Other customers have created what we called assessments. They can either be in the form of a Yes/No question that ensures someone has done what they were supposed to do on a job, or they can capture information in the form of a quality control check that a manager or crew leader can perform rating the work.
By using those customer satisfaction surveys and quality control assessments, you’ll be armed with plenty of data to conduct bi-monthly or even weekly training sessions with your staff and be on the way to producing better service and better customer satisfaction.
When we examined the data from the 2018 Green Industry Benchmark Report to determine the biggest predictor of high revenue growth, we weren’t surprised. For the sixth year in a row, those with software grew their revenue much faster than those who weren’t using software. So, invest in software because it can make a huge difference in your business and deliver big ROI.
First, consider that 50% of our respondents said they use software. It’s nearly 75% for those with more than 10 employees. So if you have a business of any size and aren’t using software, you’re likely at a disadvantage because your competitors are more than likely using software.
We saw earlier that the #2 issue in the typical green industry business is inefficient operations. Guess what? Software can help you with that. 42% of people who use software said it makes their operations more efficient. 13% said it improved productivity. So if you’re having a hard time finding employees to do the work, software can help make the existing employees you have more efficient.
As an example: Our owner had an irrigation business prior to starting HindSite.
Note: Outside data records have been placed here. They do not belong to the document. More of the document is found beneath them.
/*
layout.rs

Copyright 2025 Pcpuzzle contributors

This file is part of Pcpuzzle.

Pcpuzzle is free software: you can redistribute it and/or modify it under the
terms of the GNU General Public License as published by the Free Software
Foundation, either version 3 of the License, or (at your option) any later
version.

Pcpuzzle is distributed in the hope that it will be useful, but WITHOUT ANY
WARRANTY; without even the implied warranty of MERCHANTABILITY or FITNESS FOR
A PARTICULAR PURPOSE. See the GNU General Public License for more details.

You should have received a copy of the GNU General Public License along with
Pcpuzzle. If not, see <https://www.gnu.org/licenses/>.

SPDX-License-Identifier: GPL-3.0-or-later
*/

//! Board geometry.
//!
//! Positions are only used for hit-testing and rendering. The puzzle logic never depends on them.

use serde::{Deserialize, Serialize};

use crate::settings::Settings;

/// Point in board coordinates.
#[derive(Serialize, Deserialize, Debug, Copy, Clone, PartialEq, Default)]
pub struct Point {
    pub x: f64,
    pub y: f64,
}

impl Point {
    pub fn new(x: f64, y: f64) -> Self {
        Self { x, y }
    }
}

/// Axis-aligned rectangle.
#[derive(Serialize, Deserialize, Debug, Copy, Clone, PartialEq, Default)]
pub struct Rect {
    pub x: f64,
    pub y: f64,
    pub width: f64,
    pub height: f64,
}

impl Rect {
    pub fn new(x: f64, y: f64, width: f64, height: f64) -> Self {
        Self {
            x,
            y,
            width,
            height,
        }
    }

    /// Whether the point is inside the rectangle. Borders are inside.
    pub fn contains(&self, point: Point) -> bool {
        self.x <= point.x
            && point.x <= self.x + self.width
            && self.y <= point.y
            && point.y <= self.y + self.height
    }

    /// Center of the rectangle.
    pub fn center(&self) -> Point {
        Point::new(self.x + self.width / 2.0, self.y + self.height / 2.0)
    }
}

/// Tile slots for the tray and the working area.
#[derive(Debug, Clone, PartialEq)]
pub struct Layout {
    tile_width: f64,
    tile_height: f64,
    tray_origin: Point,
    tray_step: f64,
    working_area: Rect,
    working_margin: f64,
    working_step: f64,
}

impl Layout {
    /// Create a [`Layout`] object from the settings.
    pub fn new(settings: &Settings) -> Self {
        Self {
            tile_width: settings.tile_width,
            tile_height: settings.tile_height,
            tray_origin: Point::new(settings.tray_x, settings.tray_y),
            tray_step: settings.tray_step,
            working_area: Rect::new(
                settings.working_x,
                settings.working_y,
                settings.working_width,
                settings.working_height,
            ),
            working_margin: settings.working_margin,
            working_step: settings.working_step,
        }
    }

    /// Tile width and height.
    pub fn tile_size(&self) -> (f64, f64) {
        (self.tile_width, self.tile_height)
    }

    /// Working area rectangle.
    pub fn working_area(&self) -> Rect {
        self.working_area
    }

    /// Position of the given tray slot.
    pub fn tray_slot(&self, index: usize) -> Point {
        Point::new(
            self.tray_origin.x + index as f64 * self.tray_step,
            self.tray_origin.y,
        )
    }

    /// Position of the given working area slot.
    ///
    /// Tiles are laid out left to right and centered vertically in the working area.
    pub fn working_slot(&self, index: usize) -> Point {
        Point::new(
            self.working_area.x + self.working_margin + index as f64 * self.working_step,
            self.working_area.y + (self.working_area.height - self.tile_height) / 2.0,
        )
    }
}

#[cfg(test)]
mod tests {
    use super::*;

    #[test]
    fn rect_contains_borders() {
        let r = Rect::new(10.0, 20.0, 80.0, 160.0);
        assert!(r.contains(Point::new(10.0, 20.0)));
        assert!(r.contains(Point::new(90.0, 180.0)));
        assert!(r.contains(Point::new(50.0, 100.0)));
        assert!(!r.contains(Point::new(9.9, 100.0)));
        assert!(!r.contains(Point::new(50.0, 180.1)));
    }

    #[test]
    fn default_slots() {
        let layout = Layout::new(&Settings::default());
        assert_eq!(layout.tray_slot(0), Point::new(50.0, 100.0));
        assert_eq!(layout.tray_slot(3), Point::new(410.0, 100.0));
        assert_eq!(layout.working_slot(0), Point::new(50.0, 420.0));
        assert_eq!(layout.working_slot(2), Point::new(230.0, 420.0));
        assert!(layout.working_area().contains(layout.working_slot(5)));
    }
}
He found that he was only earning money on about 50 to 60% of the time that a typical irrigation technician was being paid. After he implemented software, that number was as high as 80 to 90%. He was able to earn a lot more money out of his existing staff, and this was in the late 90s. Today, software is much more functional than it was back then.
And the results are obvious. About 70% of those that experienced revenue growth of more than 10% year-over year also used software. Of those that grew by less than 10%, about 38% were using software. So high-performing companies were much more likely to say they were using software than their slower growing counterparts.